Throughout history, conservatism has been characterized by the battle between an individualist impulse and a collectivist impulse. Plato valued the polis, the communal unit that defined Greek life, above the individual, arguing that virtue can only be sought in a carefully structured community. Aristotle famously described man as “a political animal,” a phrase more literally translated as “a creature of the polis.” Even Stoicism emphasized interconnectedness and striving after virtue within community.
The Classical emphasis on the collective largely prevailed until the Enlightenment. John Locke, Adam Smith, and John Stuart Mill lauded individual liberty as the highest good. For these men, government is only good insofar as it allows individuals maximum liberty, while an infringement of liberty is the highest offense. I invite the body to consider: does the principle of individual liberty promote greed and selfishness, or is it a needed antidote to tyrannical government? Perhaps the affirmative may see fit to mention that this principle has given rise to anti-conservative ideologies like libertarianism and utilitarianism.
Today, Smith and Mill have the upper hand over Plato and Aristotle. Twenty-first century America is home to perhaps the most individualistic culture in world history. “Have it your way,” says the Burger King commercial. “You deserve it!” whispers Mercedes-Benz. Dr. Pepper calls its customers “one of a kind.” The affirmative may point to this individualistic impulse as the root of many of our culture’s besetting sins. Abortion advocates use the rhetoric of individual liberty to justify the murder of the unborn: her body, her choice. Income inequality is, in the end, a product of individual greed. In media and law, the needs of the family are neglected at the expense of the needs of the individual.
But what made our nation great other than rugged individualism? The negative may argue that America is more prosperous and more free because individuals are encouraged to think and act apart from the collective. Ralph Waldo Emerson embodies the American dislike of conformity: “envy is ignorance; imitation is suicide.” Anti-conservative ideologies like communism and socialism have historically emphasized the collective over the individual, allowing dictators like Stalin and Castro to justify atrocities in the name of improving life for the collective. Some may argue that the early Christians introduced
individualism to the ancient world when they insisted upon the sanctity of each human life based upon the Imago Dei.
Is individual liberty essential to human flourishing or deadly to it? Which is preferable, the polis or the person? Will you forge your own path or join the collective?
Aristotle, Politics I.2.10 (c. 335 B.C.).
Ralph Waldo Emerson, “Self-Reliance” (1841).
T. S. Eliot, “Choruses from ‘The Rock’, II (Poetry for Ordinary Time),” (1934). A brief excerpt from one of Eliot’s more obscure liturgical works, in the introduction to which he dropped the awesome line, “I am an Anglo-Catholic in religion, a classicist in literature, and a royalist in politics.”
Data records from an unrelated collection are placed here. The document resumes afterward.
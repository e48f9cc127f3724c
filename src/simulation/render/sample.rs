use serde::Serialize;

use super::PlaygroundCore;

/// One body's pose at a point in time.
#[derive(Clone, Debug, PartialEq, Serialize)]
#[serde(rename_all = "camelCase")]
pub struct BodyPose {
    pub id: String,
    pub x: f32,
    pub y: f32,
    pub angle: f32,
}

/// Immutable per-frame snapshot: the only simulation-to-render channel.
/// Each call to `sample` returns a fresh value; consumers may keep or
/// mutate old ones freely without touching the world.
#[derive(Clone, Debug, PartialEq, Serialize)]
#[serde(rename_all = "camelCase")]
pub struct PoseSnapshot {
    pub frame: u64,
    pub poses: Vec<BodyPose>,
}

pub(super) fn sample(core: &PlaygroundCore) -> PoseSnapshot {
    let mut poses = Vec::with_capacity(core.content.len());
    for body in core.bodies() {
        let Some(index) = body.descriptor_index else {
            continue; // boundary body
        };
        if let Some(descriptor) = core.content.get(index) {
            poses.push(BodyPose {
                id: descriptor.id.clone(),
                x: body.pos.x,
                y: body.pos.y,
                angle: body.angle,
            });
        }
    }
    PoseSnapshot {
        frame: core.frame,
        poses,
    }
}

pub(super) fn sample_json(core: &PlaygroundCore) -> String {
    serde_json::to_string(&sample(core)).unwrap_or_else(|_| "{}".to_string())
}

pub(super) fn query(core: &PlaygroundCore, body_id: &str) -> Option<BodyPose> {
    let index = core.content.index_of(body_id)?;
    let body = core
        .bodies()
        .iter()
        .find(|b| b.descriptor_index == Some(index))?;
    Some(BodyPose {
        id: body_id.to_string(),
        x: body.pos.x,
        y: body.pos.y,
        angle: body.angle,
    })
}

/// Refill the f32 transfer buffer as [x, y, angle] per dynamic body in
/// catalog order (the order `manifest_json` publishes).
pub(super) fn fill_pose_buffer(core: &mut PlaygroundCore) -> usize {
    core.pose_buffer.clear();
    let mut triples: Vec<(usize, f32, f32, f32)> = core
        .bodies
        .iter()
        .filter_map(|b| {
            b.descriptor_index
                .map(|i| (i, b.pos.x, b.pos.y, b.angle))
        })
        .collect();
    triples.sort_by_key(|t| t.0);
    for (_, x, y, angle) in triples {
        core.pose_buffer.push(x);
        core.pose_buffer.push(y);
        core.pose_buffer.push(angle);
    }
    core.pose_buffer.len()
}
Seth D. Kaplan, “The Cure to Our Social Breakdown” in First Things (2023). I recommend this article especially for an analysis of place-based communities in a hyper-individualistic world. The article mainly discusses Catholic and Orthodox Jewish communities, so I feel obligated to add that Protestant churches (my home church of West Newbury Congregational, for instance) can also be home to thriving place-based communities.